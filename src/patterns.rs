//! Compiled regex patterns and markup constants for the forum's pages.
//!
//! All patterns are compiled once on first use via `LazyLock`. Together with
//! the selector strings used by each extractor, these are the contract with
//! the site's markup; fixtures under `tests/` pin them.

#![allow(clippy::expect_used)]

use std::sync::LazyLock;

use regex::Regex;

// =============================================================================
// Markup Constants
// =============================================================================

/// Path prefix of node links (`/go/<name>`).
pub const NODE_PATH_PREFIX: &str = "/go/";

/// Path prefix of member links (`/member/<username>`).
pub const MEMBER_PATH_PREFIX: &str = "/member/";

/// The only timezone suffix the site renders.
pub const SITE_OFFSET_SUFFIX: &str = " +08:00";

/// Balance tiers, in the order they are rendered.
pub const BALANCE_TIERS: [&str; 3] = ["gold", "silver", "bronze"];

/// Separator between segments of the topic stats line.
pub const STATS_SEPARATOR: char = '∙';

/// Stats segment keywords: views, favorites, thanks.
pub const STATS_VIEWS: &str = "点击";
pub const STATS_LIKES: &str = "收藏";
pub const STATS_THANKS: &str = "感谢";

/// Glyph marking the company/title span on a member profile.
pub const COMPANY_MARKER: &str = "🏢";

// =============================================================================
// Identity Patterns
// =============================================================================

/// Digit runs; the first is a topic id, the second a reply count.
pub static DIGIT_RUN: LazyLock<Regex> =
    LazyLock::new(|| Regex::new(r"\d+").expect("DIGIT_RUN regex"));

/// Reply row ids look like `r_123456`.
pub static REPLY_ROW_ID: LazyLock<Regex> =
    LazyLock::new(|| Regex::new(r"^r_(\d+)$").expect("REPLY_ROW_ID regex"));

/// Sender id embedded in a listing cell's class list (`from_123`).
pub static SENDER_CLASS: LazyLock<Regex> =
    LazyLock::new(|| Regex::new(r"from_(\d+)").expect("SENDER_CLASS regex"));

/// Once token inside an inline handler (`...?once=12345'`).
pub static ONCE_IN_HANDLER: LazyLock<Regex> =
    LazyLock::new(|| Regex::new(r"once=(\d+)").expect("ONCE_IN_HANDLER regex"));

/// A link to another member inside reply content.
pub static MEMBER_MENTION: LazyLock<Regex> = LazyLock::new(|| {
    Regex::new(r#"<a href="/member/(.*?)">"#).expect("MEMBER_MENTION regex")
});

// =============================================================================
// Profile Info Patterns
// =============================================================================

/// "V2EX 第 123 号会员" in the profile info block.
pub static MEMBER_NUMBER: LazyLock<Regex> =
    LazyLock::new(|| Regex::new(r"V2EX\s第\s(\d+)").expect("MEMBER_NUMBER regex"));

/// "加入于 2012-01-01 00:00:00 +08:00" in the profile info block.
pub static JOINED_AT: LazyLock<Regex> =
    LazyLock::new(|| Regex::new(r"加入于\s(.+\+08:00)").expect("JOINED_AT regex"));

// =============================================================================
// Balance Patterns
// =============================================================================

/// One pattern per tier: the digits immediately before the tier's icon.
pub static BALANCE_TIER: LazyLock<[Regex; 3]> = LazyLock::new(|| {
    BALANCE_TIERS.map(|tier| {
        Regex::new(&format!(r#"(\d+)\s<img\ssrc="/static/img/{tier}"#))
            .expect("BALANCE_TIER regex")
    })
});

// =============================================================================
// Inline Script State
// =============================================================================

/// `ignored_topics = [1,2,3]` in the feed page's inline script.
pub static IGNORED_TOPICS_ARRAY: LazyLock<Regex> = LazyLock::new(|| {
    Regex::new(r"ignored_topics\s=\s\[(.+)\]").expect("IGNORED_TOPICS_ARRAY regex")
});

/// `blocked = [4,5]` in the feed page's inline script.
pub static BLOCKED_ARRAY: LazyLock<Regex> =
    LazyLock::new(|| Regex::new(r"blocked\s=\s\[(.+)\]").expect("BLOCKED_ARRAY regex"));

// =============================================================================
// Timestamp Patterns
// =============================================================================

/// Full-precision site timestamp, with or without its offset suffix.
pub static SITE_TIMESTAMP: LazyLock<Regex> = LazyLock::new(|| {
    Regex::new(r"^(\d{4}-\d{2}-\d{2} \d{2}:\d{2}:\d{2})(?: \+08:00)?$")
        .expect("SITE_TIMESTAMP regex")
});

#[cfg(test)]
mod tests {
    use super::*;

    #[test]
    fn balance_tier_patterns_follow_tier_order() {
        let html = r#"7 <img src="/static/img/silver@2x.png" alt="S">"#;
        assert!(!BALANCE_TIER[0].is_match(html));
        assert!(BALANCE_TIER[1].is_match(html));
        assert!(!BALANCE_TIER[2].is_match(html));
    }

    #[test]
    fn reply_row_id_requires_prefix() {
        assert!(REPLY_ROW_ID.is_match("r_42"));
        assert!(!REPLY_ROW_ID.is_match("Main"));
        assert!(!REPLY_ROW_ID.is_match("r_"));
    }

    #[test]
    fn joined_at_captures_through_offset() {
        let caps = JOINED_AT.captures("第 1 号会员，加入于 2011-05-06 12:00:00 +08:00 今日活跃度排名 12");
        assert_eq!(
            caps.and_then(|c| c.get(1)).map(|m| m.as_str()),
            Some("2011-05-06 12:00:00 +08:00")
        );
    }
}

---

§ **Problem to solve**
Wherever the word "inside" appears in the listing above, copy that line.

§ **Exercise solution**
/// Once token inside an inline handler (`...?once=12345'`).
/// A link to another member inside reply content.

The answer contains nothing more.